- **PROMPT**:
Please find the lines in the following records that hold "SelectionDisplay", and copy them.

[Dataset records]
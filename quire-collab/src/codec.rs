//! Wire records stored in the log.
//!
//! Wire format (bincode, standard config):
//! ```text
//! ChangeEntry   ┌─────┬──────────────────────┬───────────┬──────┬───────────┐
//!               │ key │ steps (LZ4 ▸ bincode) │ client_id │ meta │ timestamp │
//!               └─────┴──────────────────────┴───────────┴──────┴───────────┘
//! Checkpoint    ┌─────┬─────────────────────────┬───────────┐
//!               │ key │ snapshot (LZ4 ▸ bincode) │ timestamp │
//!               └─────┴─────────────────────────┴───────────┘
//! ```
//!
//! Step lists and snapshots are LZ4 block-compressed with the original size
//! prepended; selection, fork and commit bookkeeping records are plain
//! bincode.
//!
//! Reference: Patterson & Hennessy — Section 5.7 (Data Compression)

use std::collections::BTreeMap;
use std::time::SystemTime;

use quire_core::{Document, Step};
use serde::de::DeserializeOwned;
use serde::{Deserialize, Serialize};

#[derive(Debug, Clone, PartialEq, Eq, thiserror::Error)]
pub enum CodecError {
    #[error("encode failed: {0}")]
    Encode(String),
    #[error("decode failed: {0}")]
    Decode(String),
    #[error("decompression failed: {0}")]
    Decompress(String),
}

/// Milliseconds since the Unix epoch.
pub fn now_millis() -> u64 {
    SystemTime::now()
        .duration_since(SystemTime::UNIX_EPOCH)
        .unwrap_or_default()
        .as_millis() as u64
}

pub fn encode<T: Serialize>(value: &T) -> Result<Vec<u8>, CodecError> {
    bincode::serde::encode_to_vec(value, bincode::config::standard())
        .map_err(|e| CodecError::Encode(e.to_string()))
}

pub fn decode<T: DeserializeOwned>(bytes: &[u8]) -> Result<T, CodecError> {
    let (value, _) = bincode::serde::decode_from_slice(bytes, bincode::config::standard())
        .map_err(|e| CodecError::Decode(e.to_string()))?;
    Ok(value)
}

fn compress<T: Serialize>(value: &T) -> Result<Vec<u8>, CodecError> {
    Ok(lz4_flex::compress_prepend_size(&encode(value)?))
}

fn decompress<T: DeserializeOwned>(bytes: &[u8]) -> Result<T, CodecError> {
    let raw = lz4_flex::decompress_size_prepended(bytes)
        .map_err(|e| CodecError::Decompress(e.to_string()))?;
    decode(&raw)
}

pub fn encode_steps(steps: &[Step]) -> Result<Vec<u8>, CodecError> {
    compress(&steps)
}

pub fn decode_steps(bytes: &[u8]) -> Result<Vec<Step>, CodecError> {
    decompress(bytes)
}

pub fn encode_snapshot(doc: &Document) -> Result<Vec<u8>, CodecError> {
    compress(doc)
}

/// Decoding validates the document, so a structurally broken snapshot fails
/// here rather than at first use.
pub fn decode_snapshot(bytes: &[u8]) -> Result<Document, CodecError> {
    decompress(bytes)
}

// ─── Change entries ─────────────────────────────────────────────────────────

/// Free-form metadata attached to an entry.
#[derive(Debug, Clone, PartialEq, Eq, Serialize, Deserialize)]
pub enum MetaValue {
    Bool(bool),
    Int(i64),
    Text(String),
}

pub type Meta = BTreeMap<String, MetaValue>;

/// Meta key set on entries produced by a fork rebase.
pub const META_REBASED: &str = "rebased";
/// Meta key naming the fork a rebased entry came from.
pub const META_FORK: &str = "fork";
/// Meta key naming the commit a commit-level rebase moved.
pub const META_COMMIT: &str = "commit";

/// One committed batch of steps at a log key.
#[derive(Debug, Clone, PartialEq, Eq)]
pub struct ChangeEntry {
    pub key: u64,
    pub steps: Vec<Step>,
    pub client_id: String,
    pub meta: Meta,
    pub timestamp: u64,
}

#[derive(Serialize, Deserialize)]
struct WireChange {
    key: u64,
    steps: Vec<u8>,
    client_id: String,
    meta: Meta,
    timestamp: u64,
}

impl ChangeEntry {
    pub fn encode(&self) -> Result<Vec<u8>, CodecError> {
        encode(&WireChange {
            key: self.key,
            steps: encode_steps(&self.steps)?,
            client_id: self.client_id.clone(),
            meta: self.meta.clone(),
            timestamp: self.timestamp,
        })
    }

    pub fn decode(bytes: &[u8]) -> Result<Self, CodecError> {
        let wire: WireChange = decode(bytes)?;
        Ok(Self {
            key: wire.key,
            steps: decode_steps(&wire.steps)?,
            client_id: wire.client_id,
            meta: wire.meta,
            timestamp: wire.timestamp,
        })
    }

    pub fn is_rebased(&self) -> bool {
        matches!(self.meta.get(META_REBASED), Some(MetaValue::Bool(true)))
    }
}

// ─── Checkpoints ────────────────────────────────────────────────────────────

/// Snapshot of the document after entry `key`.
#[derive(Debug, Clone, PartialEq, Eq)]
pub struct Checkpoint {
    pub key: u64,
    pub snapshot: Document,
    pub timestamp: u64,
}

#[derive(Serialize, Deserialize)]
struct WireCheckpoint {
    key: u64,
    snapshot: Vec<u8>,
    timestamp: u64,
}

impl Checkpoint {
    pub fn encode(&self) -> Result<Vec<u8>, CodecError> {
        encode(&WireCheckpoint {
            key: self.key,
            snapshot: encode_snapshot(&self.snapshot)?,
            timestamp: self.timestamp,
        })
    }

    pub fn decode(bytes: &[u8]) -> Result<Self, CodecError> {
        let wire: WireCheckpoint = decode(bytes)?;
        Ok(Self {
            key: wire.key,
            snapshot: decode_snapshot(&wire.snapshot)?,
            timestamp: wire.timestamp,
        })
    }
}

// ─── Selections ─────────────────────────────────────────────────────────────

#[derive(Debug, Clone, PartialEq, Eq, Serialize, Deserialize)]
pub struct SelectionDisplay {
    /// Hue in degrees, derived from the client id.
    pub color_seed: u32,
    /// Milliseconds, rounded down to the activity bucket.
    pub last_active: u64,
}

#[derive(Debug, Clone, PartialEq, Eq, Serialize, Deserialize)]
pub struct SelectionRecord {
    pub client_id: String,
    pub anchor: usize,
    pub head: usize,
    pub display: SelectionDisplay,
    /// Log key the positions were taken against.
    pub version: u64,
}

// ─── Forks & commits ────────────────────────────────────────────────────────

/// Stored at `{fork}/fork_data`.
#[derive(Debug, Clone, PartialEq, Eq, Serialize, Deserialize)]
pub struct ForkRecord {
    pub fork_id: String,
    pub parent_id: String,
    pub forked_at_key: u64,
    pub merged: bool,
    pub created_at: u64,
    pub merged_at: Option<u64>,
}

/// Stored on the parent at `{parent}/forks/{fork}`.
#[derive(Debug, Clone, PartialEq, Eq, Serialize, Deserialize)]
pub struct ForkMarker {
    pub fork_id: String,
    pub forked_at_key: u64,
    pub created_at: u64,
}

/// A named bundle of the steps committed since the previous commit.
#[derive(Debug, Clone, PartialEq, Eq)]
pub struct CommitRecord {
    pub commit_id: u64,
    pub description: String,
    pub steps: Vec<Step>,
    pub client_id: String,
    /// First and last log key covered; `first > last` for an empty commit.
    pub key_range: (u64, u64),
    pub merged: bool,
    pub created_at: u64,
}

#[derive(Serialize, Deserialize)]
struct WireCommit {
    commit_id: u64,
    description: String,
    steps: Vec<u8>,
    client_id: String,
    key_range: (u64, u64),
    merged: bool,
    created_at: u64,
}

impl CommitRecord {
    pub fn encode(&self) -> Result<Vec<u8>, CodecError> {
        encode(&WireCommit {
            commit_id: self.commit_id,
            description: self.description.clone(),
            steps: encode_steps(&self.steps)?,
            client_id: self.client_id.clone(),
            key_range: self.key_range,
            merged: self.merged,
            created_at: self.created_at,
        })
    }

    pub fn decode(bytes: &[u8]) -> Result<Self, CodecError> {
        let wire: WireCommit = decode(bytes)?;
        Ok(Self {
            commit_id: wire.commit_id,
            description: wire.description,
            steps: decode_steps(&wire.steps)?,
            client_id: wire.client_id,
            key_range: wire.key_range,
            merged: wire.merged,
            created_at: wire.created_at,
        })
    }
}

/// The open commit window: the next id to allocate and the last key the
/// previous commit covered.
#[derive(Debug, Clone, Copy, PartialEq, Eq, Serialize, Deserialize)]
pub struct CurrentCommit {
    pub commit_id: u64,
    pub started_after_key: u64,
}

- **OUTPUT FOR THIS EXERCISE**:
pub struct SelectionDisplay {
    pub display: SelectionDisplay,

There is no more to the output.